Exercise. Show all lines below holding the string "TagFollowRepository".

[Saved data entries]
<<<<

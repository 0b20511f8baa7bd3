use actix_web::{delete, post, web, HttpResponse};
use serde_json::json;
use tracing::info;
use uuid::Uuid;

use crate::db::{FollowRepository, TagFollowRepository};
use crate::error::{ServiceError, ServiceResult};
use crate::middleware::AuthenticatedUser;
use crate::services::normalize::normalize_tag;

pub struct FollowHandlerState {
    pub users: FollowRepository,
    pub tags: TagFollowRepository,
}

fn tag_from_path(raw: &str) -> ServiceResult<String> {
    let name = normalize_tag(raw);
    if name.is_empty() {
        return Err(ServiceError::Validation("tag name must not be empty".to_string()));
    }
    Ok(name)
}

#[post("/follows/users/{user_id}")]
pub async fn follow_user(
    user: AuthenticatedUser,
    path: web::Path<Uuid>,
    state: web::Data<FollowHandlerState>,
) -> ServiceResult<HttpResponse> {
    let followee_id = path.into_inner();
    if followee_id == user.id {
        return Err(ServiceError::Validation("cannot follow yourself".to_string()));
    }

    let followed = state.users.follow(user.id, &user.username, followee_id).await?;
    if followed {
        info!(follower_id = %user.id, %followee_id, "User followed");
    }

    Ok(HttpResponse::Ok().json(json!({ "followed": followed })))
}

#[delete("/follows/users/{user_id}")]
pub async fn unfollow_user(
    user: AuthenticatedUser,
    path: web::Path<Uuid>,
    state: web::Data<FollowHandlerState>,
) -> ServiceResult<HttpResponse> {
    let followee_id = path.into_inner();
    let unfollowed = state.users.unfollow(user.id, followee_id).await?;

    Ok(HttpResponse::Ok().json(json!({ "unfollowed": unfollowed })))
}

#[post("/follows/tags/{tag_name}")]
pub async fn follow_tag(
    user: AuthenticatedUser,
    path: web::Path<String>,
    state: web::Data<FollowHandlerState>,
) -> ServiceResult<HttpResponse> {
    let tag_name = tag_from_path(&path)?;
    let followed = state.tags.subscribe(user.id, &user.username, &tag_name).await?;
    if followed {
        info!(user_id = %user.id, tag = %tag_name, "Tag followed");
    }

    Ok(HttpResponse::Ok().json(json!({ "followed": followed })))
}

#[delete("/follows/tags/{tag_name}")]
pub async fn unfollow_tag(
    user: AuthenticatedUser,
    path: web::Path<String>,
    state: web::Data<FollowHandlerState>,
) -> ServiceResult<HttpResponse> {
    let tag_name = tag_from_path(&path)?;
    let unfollowed = state.tags.unsubscribe(user.id, &tag_name).await?;

    Ok(HttpResponse::Ok().json(json!({ "unfollowed": unfollowed })))
}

>>>>

Result.
use crate::db::{FollowRepository, TagFollowRepository};
    pub tags: TagFollowRepository,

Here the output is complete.